In the data, find each line where the word "serde" appears and list that line.

--- Provided data Enclosed Below ---

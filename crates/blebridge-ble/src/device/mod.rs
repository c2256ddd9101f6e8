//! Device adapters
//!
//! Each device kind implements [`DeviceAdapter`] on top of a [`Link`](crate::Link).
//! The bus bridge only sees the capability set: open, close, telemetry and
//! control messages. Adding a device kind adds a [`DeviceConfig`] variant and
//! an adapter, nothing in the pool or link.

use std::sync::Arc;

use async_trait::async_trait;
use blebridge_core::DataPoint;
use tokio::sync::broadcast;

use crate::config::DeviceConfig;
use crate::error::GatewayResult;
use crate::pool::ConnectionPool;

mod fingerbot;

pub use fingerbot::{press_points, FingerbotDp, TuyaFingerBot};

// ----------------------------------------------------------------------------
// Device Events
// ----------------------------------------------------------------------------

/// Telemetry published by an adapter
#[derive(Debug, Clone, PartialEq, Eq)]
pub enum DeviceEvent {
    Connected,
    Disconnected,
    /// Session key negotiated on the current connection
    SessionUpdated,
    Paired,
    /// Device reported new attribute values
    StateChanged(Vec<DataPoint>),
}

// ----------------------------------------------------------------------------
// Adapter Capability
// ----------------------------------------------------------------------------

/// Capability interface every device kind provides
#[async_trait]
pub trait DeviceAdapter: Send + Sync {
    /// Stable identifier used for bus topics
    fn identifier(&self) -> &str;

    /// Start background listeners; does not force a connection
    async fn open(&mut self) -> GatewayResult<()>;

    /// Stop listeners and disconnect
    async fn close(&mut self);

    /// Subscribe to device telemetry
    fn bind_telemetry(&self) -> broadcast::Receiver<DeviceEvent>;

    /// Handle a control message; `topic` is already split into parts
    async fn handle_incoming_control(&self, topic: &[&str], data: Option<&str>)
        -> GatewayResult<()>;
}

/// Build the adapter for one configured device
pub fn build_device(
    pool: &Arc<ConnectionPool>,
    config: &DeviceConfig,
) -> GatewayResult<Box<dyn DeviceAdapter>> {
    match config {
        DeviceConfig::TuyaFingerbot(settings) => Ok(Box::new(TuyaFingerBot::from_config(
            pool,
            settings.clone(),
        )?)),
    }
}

--- End of Enclosed Provided data ---
--- Provided data Enclosed Below ---

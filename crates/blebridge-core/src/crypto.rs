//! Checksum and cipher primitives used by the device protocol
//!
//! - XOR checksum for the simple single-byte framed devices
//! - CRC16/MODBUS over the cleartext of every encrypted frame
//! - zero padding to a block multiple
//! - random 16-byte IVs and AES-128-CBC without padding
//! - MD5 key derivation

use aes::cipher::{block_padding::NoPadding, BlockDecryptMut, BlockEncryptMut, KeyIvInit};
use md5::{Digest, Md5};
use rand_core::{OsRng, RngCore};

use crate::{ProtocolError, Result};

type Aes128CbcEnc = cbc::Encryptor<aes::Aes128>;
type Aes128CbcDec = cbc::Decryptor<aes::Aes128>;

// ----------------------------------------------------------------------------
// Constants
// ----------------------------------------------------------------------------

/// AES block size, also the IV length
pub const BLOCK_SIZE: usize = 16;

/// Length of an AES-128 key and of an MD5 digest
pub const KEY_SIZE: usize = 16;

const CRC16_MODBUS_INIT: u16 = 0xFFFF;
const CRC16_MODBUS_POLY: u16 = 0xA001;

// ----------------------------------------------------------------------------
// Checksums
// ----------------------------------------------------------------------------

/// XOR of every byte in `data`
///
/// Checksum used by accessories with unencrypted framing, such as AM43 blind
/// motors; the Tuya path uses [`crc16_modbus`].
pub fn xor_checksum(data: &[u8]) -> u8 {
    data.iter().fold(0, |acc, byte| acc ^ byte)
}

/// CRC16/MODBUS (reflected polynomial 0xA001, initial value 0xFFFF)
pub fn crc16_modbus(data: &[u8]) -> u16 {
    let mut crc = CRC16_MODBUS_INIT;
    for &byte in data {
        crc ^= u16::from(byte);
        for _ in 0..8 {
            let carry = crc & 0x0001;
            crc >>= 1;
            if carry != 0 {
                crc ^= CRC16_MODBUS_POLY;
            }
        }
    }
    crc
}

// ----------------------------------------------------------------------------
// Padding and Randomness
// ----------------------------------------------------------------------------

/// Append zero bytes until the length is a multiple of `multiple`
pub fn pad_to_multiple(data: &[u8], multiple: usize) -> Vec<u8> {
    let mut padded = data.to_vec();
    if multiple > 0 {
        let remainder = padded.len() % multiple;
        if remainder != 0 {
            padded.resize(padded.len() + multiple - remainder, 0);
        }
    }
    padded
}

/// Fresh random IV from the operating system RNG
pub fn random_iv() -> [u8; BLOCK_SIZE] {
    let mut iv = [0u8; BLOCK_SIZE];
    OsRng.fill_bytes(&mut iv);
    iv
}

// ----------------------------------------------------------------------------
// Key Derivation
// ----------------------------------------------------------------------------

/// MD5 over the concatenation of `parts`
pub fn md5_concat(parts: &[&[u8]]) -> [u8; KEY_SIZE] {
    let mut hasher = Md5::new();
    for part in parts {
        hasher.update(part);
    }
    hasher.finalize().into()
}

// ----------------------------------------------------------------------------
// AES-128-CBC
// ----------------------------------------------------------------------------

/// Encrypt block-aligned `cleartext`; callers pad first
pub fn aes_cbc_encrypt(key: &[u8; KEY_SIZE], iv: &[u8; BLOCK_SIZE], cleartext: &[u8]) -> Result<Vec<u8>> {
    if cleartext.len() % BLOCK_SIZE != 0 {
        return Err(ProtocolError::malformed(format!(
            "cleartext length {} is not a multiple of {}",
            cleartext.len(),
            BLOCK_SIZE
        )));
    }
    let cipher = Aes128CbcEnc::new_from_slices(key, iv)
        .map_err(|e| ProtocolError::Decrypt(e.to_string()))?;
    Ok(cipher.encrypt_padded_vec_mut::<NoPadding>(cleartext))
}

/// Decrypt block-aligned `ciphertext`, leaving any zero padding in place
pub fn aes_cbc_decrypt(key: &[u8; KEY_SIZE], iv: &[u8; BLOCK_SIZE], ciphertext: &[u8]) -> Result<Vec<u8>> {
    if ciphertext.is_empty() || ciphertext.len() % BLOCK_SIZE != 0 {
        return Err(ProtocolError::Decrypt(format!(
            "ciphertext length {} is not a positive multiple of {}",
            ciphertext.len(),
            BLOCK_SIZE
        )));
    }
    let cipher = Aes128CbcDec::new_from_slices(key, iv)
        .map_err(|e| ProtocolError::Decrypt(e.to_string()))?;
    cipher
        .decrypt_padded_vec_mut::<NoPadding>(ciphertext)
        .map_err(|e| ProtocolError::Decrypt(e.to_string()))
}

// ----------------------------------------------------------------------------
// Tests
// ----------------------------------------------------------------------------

--- End of Enclosed Provided data ---
--- Provided data Enclosed Below ---

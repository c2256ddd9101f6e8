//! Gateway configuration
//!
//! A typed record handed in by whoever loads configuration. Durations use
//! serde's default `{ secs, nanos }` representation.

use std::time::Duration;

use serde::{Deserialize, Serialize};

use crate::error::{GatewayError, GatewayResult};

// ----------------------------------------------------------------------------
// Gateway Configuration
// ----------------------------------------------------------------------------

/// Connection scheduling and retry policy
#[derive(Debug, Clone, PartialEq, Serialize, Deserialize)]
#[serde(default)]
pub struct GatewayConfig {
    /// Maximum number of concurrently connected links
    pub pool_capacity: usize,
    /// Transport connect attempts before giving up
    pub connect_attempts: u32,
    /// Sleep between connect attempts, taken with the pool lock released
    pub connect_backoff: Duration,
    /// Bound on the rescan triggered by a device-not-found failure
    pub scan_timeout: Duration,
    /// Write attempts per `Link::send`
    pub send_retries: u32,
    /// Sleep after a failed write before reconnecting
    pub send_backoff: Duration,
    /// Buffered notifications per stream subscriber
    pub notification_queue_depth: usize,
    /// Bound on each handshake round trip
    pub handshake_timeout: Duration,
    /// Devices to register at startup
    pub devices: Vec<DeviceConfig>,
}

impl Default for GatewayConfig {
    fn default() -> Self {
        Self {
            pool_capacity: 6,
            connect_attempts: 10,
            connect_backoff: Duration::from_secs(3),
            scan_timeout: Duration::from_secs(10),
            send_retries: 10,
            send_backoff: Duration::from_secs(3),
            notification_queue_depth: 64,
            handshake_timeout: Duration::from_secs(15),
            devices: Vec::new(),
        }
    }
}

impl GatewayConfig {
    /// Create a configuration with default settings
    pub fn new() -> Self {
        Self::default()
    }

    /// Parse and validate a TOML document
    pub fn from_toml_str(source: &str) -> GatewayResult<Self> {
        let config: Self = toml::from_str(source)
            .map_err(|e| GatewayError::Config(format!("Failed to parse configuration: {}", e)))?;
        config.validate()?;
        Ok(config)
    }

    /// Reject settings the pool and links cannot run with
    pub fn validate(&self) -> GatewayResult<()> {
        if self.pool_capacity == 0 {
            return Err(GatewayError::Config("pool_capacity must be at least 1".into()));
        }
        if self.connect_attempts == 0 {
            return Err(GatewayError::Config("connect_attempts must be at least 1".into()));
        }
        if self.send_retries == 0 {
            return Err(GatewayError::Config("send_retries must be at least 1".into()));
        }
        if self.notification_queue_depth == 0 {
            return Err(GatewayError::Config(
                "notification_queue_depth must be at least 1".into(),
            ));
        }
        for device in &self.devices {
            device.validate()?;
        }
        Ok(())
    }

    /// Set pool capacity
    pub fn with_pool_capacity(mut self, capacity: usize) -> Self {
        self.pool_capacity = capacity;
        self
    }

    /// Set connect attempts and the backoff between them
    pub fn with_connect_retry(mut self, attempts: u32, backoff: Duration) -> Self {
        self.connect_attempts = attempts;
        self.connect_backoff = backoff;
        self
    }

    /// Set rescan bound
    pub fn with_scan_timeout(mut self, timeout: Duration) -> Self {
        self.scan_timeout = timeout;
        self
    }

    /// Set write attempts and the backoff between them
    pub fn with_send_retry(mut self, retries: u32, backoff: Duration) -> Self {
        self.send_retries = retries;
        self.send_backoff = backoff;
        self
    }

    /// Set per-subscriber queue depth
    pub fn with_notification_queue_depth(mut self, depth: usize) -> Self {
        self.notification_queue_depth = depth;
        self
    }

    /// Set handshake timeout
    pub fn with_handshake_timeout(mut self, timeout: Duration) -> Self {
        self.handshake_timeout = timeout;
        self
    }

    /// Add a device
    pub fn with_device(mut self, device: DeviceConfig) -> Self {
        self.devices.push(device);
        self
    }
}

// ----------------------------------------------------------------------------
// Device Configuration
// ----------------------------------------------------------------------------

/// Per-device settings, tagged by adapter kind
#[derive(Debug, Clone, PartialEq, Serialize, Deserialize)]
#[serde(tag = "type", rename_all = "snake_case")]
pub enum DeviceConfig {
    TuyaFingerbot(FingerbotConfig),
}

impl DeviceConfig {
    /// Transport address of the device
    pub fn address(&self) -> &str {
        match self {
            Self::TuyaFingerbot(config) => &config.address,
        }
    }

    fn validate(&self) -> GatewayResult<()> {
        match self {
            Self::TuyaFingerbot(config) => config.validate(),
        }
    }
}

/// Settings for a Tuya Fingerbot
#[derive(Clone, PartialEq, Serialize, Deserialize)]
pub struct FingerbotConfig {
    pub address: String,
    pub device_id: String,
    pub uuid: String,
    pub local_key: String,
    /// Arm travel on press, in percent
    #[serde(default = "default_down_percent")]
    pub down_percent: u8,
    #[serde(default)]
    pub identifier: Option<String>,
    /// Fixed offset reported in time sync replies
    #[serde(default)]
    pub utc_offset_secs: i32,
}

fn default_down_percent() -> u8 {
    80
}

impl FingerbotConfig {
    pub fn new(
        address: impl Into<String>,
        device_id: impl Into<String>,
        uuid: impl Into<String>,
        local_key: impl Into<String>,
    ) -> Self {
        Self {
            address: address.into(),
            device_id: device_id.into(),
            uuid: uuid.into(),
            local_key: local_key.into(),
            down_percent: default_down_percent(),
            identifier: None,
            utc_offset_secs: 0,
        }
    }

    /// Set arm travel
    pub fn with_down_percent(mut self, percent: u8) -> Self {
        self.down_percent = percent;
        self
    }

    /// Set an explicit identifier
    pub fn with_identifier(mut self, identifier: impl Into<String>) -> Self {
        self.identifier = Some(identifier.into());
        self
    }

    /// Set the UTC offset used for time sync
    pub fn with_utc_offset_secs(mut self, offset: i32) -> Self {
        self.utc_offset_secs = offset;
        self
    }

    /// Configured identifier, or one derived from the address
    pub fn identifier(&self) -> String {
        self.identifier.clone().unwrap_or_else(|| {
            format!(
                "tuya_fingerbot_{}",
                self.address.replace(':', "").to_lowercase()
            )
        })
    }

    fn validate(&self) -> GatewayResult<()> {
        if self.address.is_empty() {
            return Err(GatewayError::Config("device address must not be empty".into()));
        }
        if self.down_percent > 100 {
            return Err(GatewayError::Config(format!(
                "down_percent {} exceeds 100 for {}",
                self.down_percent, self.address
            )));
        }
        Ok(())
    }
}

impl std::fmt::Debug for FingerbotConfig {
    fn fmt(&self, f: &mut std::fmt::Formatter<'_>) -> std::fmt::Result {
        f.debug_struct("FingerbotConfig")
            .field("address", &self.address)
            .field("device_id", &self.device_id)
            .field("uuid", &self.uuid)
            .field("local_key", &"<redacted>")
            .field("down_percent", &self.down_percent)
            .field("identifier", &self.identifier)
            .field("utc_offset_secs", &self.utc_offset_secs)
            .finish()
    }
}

--- End of Enclosed Provided data ---

## Answer for the task
//! serde's default `{ secs, nanos }` representation.
use serde::{Deserialize, Serialize};
#[serde(default)]
#[serde(tag = "type", rename_all = "snake_case")]
    #[serde(default = "default_down_percent")]
    #[serde(default)]
    #[serde(default)]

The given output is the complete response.